Bâti dans les années 1930 et niché au coeur du Caire, l’immeuble Yacoubian fut considéré comme un joyau architectural de grand luxe. Construit à l'époque pour loger la fine fleur de la société égyptienne, il est aujourd'hui, après un redécoupage en petits appartements, voué à abriter une population vivant avec peu de ressources. Dans ses escaliers se croise ou s'ignore toute une flopée hétéroclite de personnages : entre autre il y a Zaki, un vieil aristocrate déchu, égaré dans le souvenir d'une époque plus glorieuse ; Taha, le fils du concierge, un brillant étudiant qui n'aspire qu'à devenir policier ; Hatem, un patron de journal, vivant son homosexualité comme une originalité ; Azzam, un commerçant jouant sur toutes les opportunités plus ou moins légales ; Boussaïna, jeune fille aussi belle que pauvre, qui souhaiterait pouvoir travailler sans subir les propositions de son patron.

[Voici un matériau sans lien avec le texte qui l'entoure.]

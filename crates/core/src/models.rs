use chrono::{DateTime, Utc};
use rust_decimal::Decimal;
use serde::{Deserialize, Serialize};
use std::collections::BTreeMap;
use std::fmt;
use std::str::FromStr;

/// Milliseconds in one UTC day.
pub const DAY_MS: i64 = 86_400_000;

/// Current UTC time in epoch milliseconds.
pub fn now_millis() -> i64 {
    Utc::now().timestamp_millis()
}

/// Floor an epoch-millisecond timestamp to the start of its UTC day.
pub fn day_start(ts_ms: i64) -> i64 {
    ts_ms.div_euclid(DAY_MS) * DAY_MS
}

/// Convert epoch milliseconds to a `DateTime<Utc>`.
pub fn millis_to_datetime(ts_ms: i64) -> Option<DateTime<Utc>> {
    DateTime::from_timestamp_millis(ts_ms)
}

// ---------------------------------------------------------------------------
// Exchange identity
// ---------------------------------------------------------------------------

/// Exchanges the ingestion pipeline knows how to talk to.
#[derive(Debug, Clone, Copy, PartialEq, Eq, Hash, PartialOrd, Ord, Serialize, Deserialize)]
#[serde(rename_all = "lowercase")]
pub enum ExchangeId {
    Binance,
    Okx,
    Bybit,
    Bitget,
    Mexc,
    Gateio,
}

impl ExchangeId {
    pub const ALL: [ExchangeId; 6] = [
        ExchangeId::Binance,
        ExchangeId::Okx,
        ExchangeId::Bybit,
        ExchangeId::Bitget,
        ExchangeId::Mexc,
        ExchangeId::Gateio,
    ];

    /// Lowercase identifier used in API payloads and storage keys.
    pub fn as_str(&self) -> &'static str {
        match self {
            ExchangeId::Binance => "binance",
            ExchangeId::Okx => "okx",
            ExchangeId::Bybit => "bybit",
            ExchangeId::Bitget => "bitget",
            ExchangeId::Mexc => "mexc",
            ExchangeId::Gateio => "gateio",
        }
    }

    /// Venue name as written in the symbol mapping file.
    pub fn display_name(&self) -> &'static str {
        match self {
            ExchangeId::Binance => "Binance",
            ExchangeId::Okx => "OKX",
            ExchangeId::Bybit => "Bybit",
            ExchangeId::Bitget => "Bitget",
            ExchangeId::Mexc => "MEXC",
            ExchangeId::Gateio => "Gate.io",
        }
    }

    /// Whether the exchange requires a passphrase alongside key and secret.
    pub fn needs_password(&self) -> bool {
        matches!(self, ExchangeId::Okx | ExchangeId::Bitget)
    }
}

impl fmt::Display for ExchangeId {
    fn fmt(&self, f: &mut fmt::Formatter<'_>) -> fmt::Result {
        f.write_str(self.as_str())
    }
}

impl FromStr for ExchangeId {
    type Err = String;

    fn from_str(s: &str) -> Result<Self, Self::Err> {
        let normalized = s.trim().to_lowercase().replace(['.', '_', '-', ' '], "");
        match normalized.as_str() {
            "binance" => Ok(ExchangeId::Binance),
            "okx" | "okex" => Ok(ExchangeId::Okx),
            "bybit" => Ok(ExchangeId::Bybit),
            "bitget" => Ok(ExchangeId::Bitget),
            "mexc" => Ok(ExchangeId::Mexc),
            "gateio" | "gate" => Ok(ExchangeId::Gateio),
            _ => Err(format!("unknown exchange '{}'", s)),
        }
    }
}

/// API credentials for one exchange account.
#[derive(Clone, Default, PartialEq, Eq, Serialize, Deserialize)]
pub struct Credentials {
    pub api_key: String,
    #[serde(skip_serializing)]
    pub secret: String,
    /// Passphrase (OKX, Bitget).
    #[serde(default, alias = "passphrase", skip_serializing)]
    pub password: Option<String>,
}

impl Credentials {
    pub fn new(api_key: impl Into<String>, secret: impl Into<String>) -> Self {
        Self {
            api_key: api_key.into(),
            secret: secret.into(),
            password: None,
        }
    }

    pub fn with_password(mut self, password: impl Into<String>) -> Self {
        self.password = Some(password.into());
        self
    }

    pub fn is_empty(&self) -> bool {
        self.api_key.is_empty() || self.secret.is_empty()
    }
}

impl fmt::Debug for Credentials {
    fn fmt(&self, f: &mut fmt::Formatter<'_>) -> fmt::Result {
        f.debug_struct("Credentials")
            .field("api_key", &self.api_key)
            .field("secret", &"<redacted>")
            .field("password", &self.password.as_ref().map(|_| "<redacted>"))
            .finish()
    }
}

// ---------------------------------------------------------------------------
// Market data
// ---------------------------------------------------------------------------

/// Candle widths supported by the price history service.
#[derive(Debug, Clone, Copy, PartialEq, Eq, Hash, Serialize, Deserialize)]
pub enum Timeframe {
    #[serde(rename = "1m")]
    M1,
    #[serde(rename = "5m")]
    M5,
    #[serde(rename = "15m")]
    M15,
    #[serde(rename = "30m")]
    M30,
    #[serde(rename = "1h")]
    H1,
    #[serde(rename = "4h")]
    H4,
    #[serde(rename = "1d")]
    D1,
    #[serde(rename = "1w")]
    W1,
}

impl Timeframe {
    /// Width of one candle in milliseconds.
    pub fn millis(&self) -> i64 {
        match self {
            Timeframe::M1 => 60_000,
            Timeframe::M5 => 300_000,
            Timeframe::M15 => 900_000,
            Timeframe::M30 => 1_800_000,
            Timeframe::H1 => 3_600_000,
            Timeframe::H4 => 14_400_000,
            Timeframe::D1 => DAY_MS,
            Timeframe::W1 => 604_800_000,
        }
    }

    pub fn as_str(&self) -> &'static str {
        match self {
            Timeframe::M1 => "1m",
            Timeframe::M5 => "5m",
            Timeframe::M15 => "15m",
            Timeframe::M30 => "30m",
            Timeframe::H1 => "1h",
            Timeframe::H4 => "4h",
            Timeframe::D1 => "1d",
            Timeframe::W1 => "1w",
        }
    }
}

impl FromStr for Timeframe {
    type Err = String;

    fn from_str(s: &str) -> Result<Self, Self::Err> {
        match s {
            "1m" => Ok(Timeframe::M1),
            "5m" => Ok(Timeframe::M5),
            "15m" => Ok(Timeframe::M15),
            "30m" => Ok(Timeframe::M30),
            "1h" => Ok(Timeframe::H1),
            "4h" => Ok(Timeframe::H4),
            "1d" => Ok(Timeframe::D1),
            "1w" => Ok(Timeframe::W1),
            _ => Err(format!("unsupported timeframe '{}'", s)),
        }
    }
}

/// A single OHLCV candle. `timestamp` is the candle open time in epoch ms.
#[derive(Debug, Clone, PartialEq, Serialize, Deserialize)]
pub struct Candle {
    pub timestamp: i64,
    pub open: Decimal,
    pub high: Decimal,
    pub low: Decimal,
    pub close: Decimal,
    pub volume: Decimal,
}

/// Trade side.
#[derive(Debug, Clone, Copy, PartialEq, Eq, Hash, Serialize, Deserialize)]
#[serde(rename_all = "snake_case")]
pub enum TradeSide {
    Buy,
    Sell,
}

/// One of the account's own executions, as reported by the exchange.
#[derive(Debug, Clone, PartialEq, Serialize, Deserialize)]
pub struct TradeFill {
    pub side: TradeSide,
    /// Base asset quantity.
    pub amount: Decimal,
    /// Quote (USDT) amount: price * amount.
    pub cost: Decimal,
    pub timestamp: i64,
}

// ---------------------------------------------------------------------------
// Balances
// ---------------------------------------------------------------------------

/// Raw account balance as returned by an exchange, keyed by the exchange's
/// own asset code.
#[derive(Debug, Clone, Default, PartialEq, Serialize, Deserialize)]
pub struct RawBalance {
    pub free: BTreeMap<String, Decimal>,
    pub used: BTreeMap<String, Decimal>,
    pub total: BTreeMap<String, Decimal>,
}

impl RawBalance {
    /// Record one asset. `total` is `free + used`.
    pub fn insert(&mut self, asset: &str, free: Decimal, used: Decimal) {
        self.free.insert(asset.to_string(), free);
        self.used.insert(asset.to_string(), used);
        self.total.insert(asset.to_string(), free + used);
    }

    /// Add another account's balance into this one, asset by asset.
    pub fn merge(&mut self, other: &RawBalance) {
        for (asset, amount) in &other.free {
            *self.free.entry(asset.clone()).or_default() += *amount;
        }
        for (asset, amount) in &other.used {
            *self.used.entry(asset.clone()).or_default() += *amount;
        }
        for (asset, amount) in &other.total {
            *self.total.entry(asset.clone()).or_default() += *amount;
        }
    }

    pub fn free_of(&self, asset: &str) -> Decimal {
        self.free.get(asset).copied().unwrap_or_default()
    }

    pub fn used_of(&self, asset: &str) -> Decimal {
        self.used.get(asset).copied().unwrap_or_default()
    }

    pub fn total_of(&self, asset: &str) -> Decimal {
        self.total.get(asset).copied().unwrap_or_default()
    }

    pub fn is_empty(&self) -> bool {
        self.total.is_empty()
    }
}

/// Normalized holding of one asset on one exchange, valued in USDT.
#[derive(Debug, Clone, PartialEq, Serialize, Deserialize)]
pub struct AssetBalance {
    pub free: Decimal,
    pub used: Decimal,
    pub total: Decimal,
    pub avg_price: Decimal,
    pub current_price: Decimal,
    /// Return on investment in percent.
    pub roi: Decimal,
    pub value_in_usdt: Decimal,
    pub profit_usdt: Decimal,
}

impl AssetBalance {
    /// Build a balance and derive its valuation metrics.
    pub fn calculate(
        free: Decimal,
        used: Decimal,
        total: Decimal,
        avg_price: Decimal,
        current_price: Decimal,
    ) -> Self {
        let value_in_usdt = total * current_price;
        let initial = total * avg_price;
        let profit_usdt = value_in_usdt - initial;
        Self {
            free,
            used,
            total,
            avg_price,
            current_price,
            roi: roi_percent(profit_usdt, initial),
            value_in_usdt,
            profit_usdt,
        }
    }

    /// Cost basis of the holding.
    pub fn initial_value(&self) -> Decimal {
        self.total * self.avg_price
    }
}

/// Profit relative to cost basis, in percent. Zero when there is no basis.
pub fn roi_percent(profit: Decimal, initial: Decimal) -> Decimal {
    if initial > Decimal::ZERO {
        profit / initial * Decimal::ONE_HUNDRED
    } else {
        Decimal::ZERO
    }
}

/// Portfolio-wide totals.
#[derive(Debug, Clone, Default, PartialEq, Serialize, Deserialize)]
pub struct PortfolioSummary {
    /// Market value of every holding in USDT.
    pub total: Decimal,
    pub profit: Decimal,
    /// Aggregate cost basis.
    pub initial: Decimal,
    pub roi: Decimal,
}

impl PortfolioSummary {
    pub fn calculate(total: Decimal, profit: Decimal, initial: Decimal) -> Self {
        Self {
            total,
            profit,
            initial,
            roi: roi_percent(profit, initial),
        }
    }

    /// Accumulate one holding into running totals (roi is recomputed by `finish`).
    pub fn add(&mut self, balance: &AssetBalance) {
        self.total += balance.value_in_usdt;
        self.profit += balance.profit_usdt;
        self.initial += balance.initial_value();
    }

    pub fn finish(self) -> Self {
        Self::calculate(self.total, self.profit, self.initial)
    }
}

/// Holdings grouped by exchange name, then canonical asset symbol.
pub type ExchangeHoldings = BTreeMap<String, BTreeMap<String, AssetBalance>>;

/// Result of one ingestion pass over all configured exchanges.
#[derive(Debug, Clone, Default, PartialEq, Serialize, Deserialize)]
pub struct PortfolioAssets {
    pub exchanges: ExchangeHoldings,
    pub summary: PortfolioSummary,
    /// Exchanges that could not be polled, with the reason.
    #[serde(default, skip_serializing_if = "BTreeMap::is_empty")]
    pub failures: BTreeMap<String, String>,
}

impl PortfolioAssets {
    pub fn is_empty(&self) -> bool {
        self.exchanges.is_empty()
    }
}

// ---------------------------------------------------------------------------
// Persisted documents
// ---------------------------------------------------------------------------

/// Daily portfolio snapshot. Unique per `timestamp` (UTC day start, epoch ms).
#[derive(Debug, Clone, PartialEq, Serialize, Deserialize)]
pub struct AssetSnapshot {
    pub timestamp: i64,
    pub exchanges: ExchangeHoldings,
    pub summary: PortfolioSummary,
    /// When the snapshot was last written, epoch ms.
    pub update_time: i64,
}

impl AssetSnapshot {
    pub fn from_assets(assets: &PortfolioAssets, daily_timestamp: i64, update_time: i64) -> Self {
        Self {
            timestamp: daily_timestamp,
            exchanges: assets.exchanges.clone(),
            summary: assets.summary.clone(),
            update_time,
        }
    }

    pub fn to_assets(&self) -> PortfolioAssets {
        PortfolioAssets {
            exchanges: self.exchanges.clone(),
            summary: self.summary.clone(),
            failures: BTreeMap::new(),
        }
    }

    /// Whether the snapshot was written less than `ttl_ms` before `now_ms`.
    pub fn is_fresh(&self, now_ms: i64, ttl_ms: i64) -> bool {
        now_ms - self.update_time < ttl_ms
    }

    pub fn history_point(&self) -> HistoryPoint {
        HistoryPoint {
            timestamp: self.timestamp,
            summary: self.summary.clone(),
        }
    }
}

/// One point of the portfolio value history.
#[derive(Debug, Clone, PartialEq, Serialize, Deserialize)]
pub struct HistoryPoint {
    pub timestamp: i64,
    pub summary: PortfolioSummary,
}

/// Latest known holding of one asset on one exchange.
#[derive(Debug, Clone, PartialEq, Serialize, Deserialize)]
pub struct StoredAsset {
    pub exchange: String,
    pub symbol: String,
    #[serde(flatten)]
    pub balance: AssetBalance,
    pub update_time: i64,
}

/// Average acquisition price of an asset on an exchange.
#[derive(Debug, Clone, PartialEq, Serialize, Deserialize)]
pub struct AssetCost {
    pub exchange: String,
    pub symbol: String,
    pub avg_price: Decimal,
    pub update_time: i64,
    /// Who set the price: "Server" when derived from trade history.
    pub update_by: String,
}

En ce début de XXIème siècle, Alaa El Aswany se pose en témoin d'une société percluse par une corruption à tous les niveaux, qu'elle soit politique ou venant de la rue. Cette gangrène nourrit la montée d'un islamisme radical qui n'en demandait pas tant pour s'épanouir. Sans parler des injustices et autres inégalités sociales qui obligent une population pauvre à se débattre encore plus pour surnager sur cet océan d'iniquités. De surcroît, l'absence de liberté sexuelle crée des frustrations aux conséquences dévastatrices. D'où chez les hommes les plus vieux, la naissance d'une douce nostalgie d'une époque plus libertaire d'avant la révolution de Nasser en 1952, une époque où les femmes n'étaient pas voilées, où l'alcool n'était pas tabou, une époque à l'européenne.
Chaque personnage, à un moment ou un autre, nous touche par ses espoirs de vie meilleure, cependant, dans ce marigot de vénalité, de malhonnêteté et d'avilissement, tous sont rattrapés par l'effroyable réalité du pays. De privations en spoliation chacun se bâtira une armure, plus ou moins friable, allant de la douce lassitude palliée de rêves à la plus terrible des vengeances.
Après réflexion, le personnage central du roman n'est-il pas la religion et Allah en particulier ? A chaque page, chacun a le don de le mettre à toutes les sauces ! Allah est évoqué et invoqué pour certifier une parole, comme un gage d'honnêteté, hors la plupart s'affranchissent effrontément de la moindre règle religieuse ! Tous s'autorisent absolument tout grâce à la toute sacrée " Permission de Dieu " ! Tel un laissez-passer pour commettre tous les crimes possibles et imaginables. Quelle belle et ignoble hypocrisie ! Le comble étant atteint par le prêche du cheikh Chaker, un terrible discours fallacieux, un monstrueux orchestrateur de haine vers l'autre.
Cependant, au travers de cette galerie de protagonistes bigarrés, tel un message universel, Alaa El Aswany nous tend un miroir, l'humanité n'a pas de quoi être fière de l'hideuse image qu'elle renvoie. Comment en sommes-nous arrivés là ?
Cette inoubliable comédie humaine est à la fois un regard sur soi, un acte politique, la dissécation d'une société et une main tendue vers les générations en devenir.
Racontée par petites touches, comme le tableau d'un peintre impressionniste, L'immeuble Yacoubian se laisse parcourir sans effort, grâce à un pinceau colorant sans esbroufe et sachant intelligemment nous peindre et nous dépeindre... la grande toile de la vie.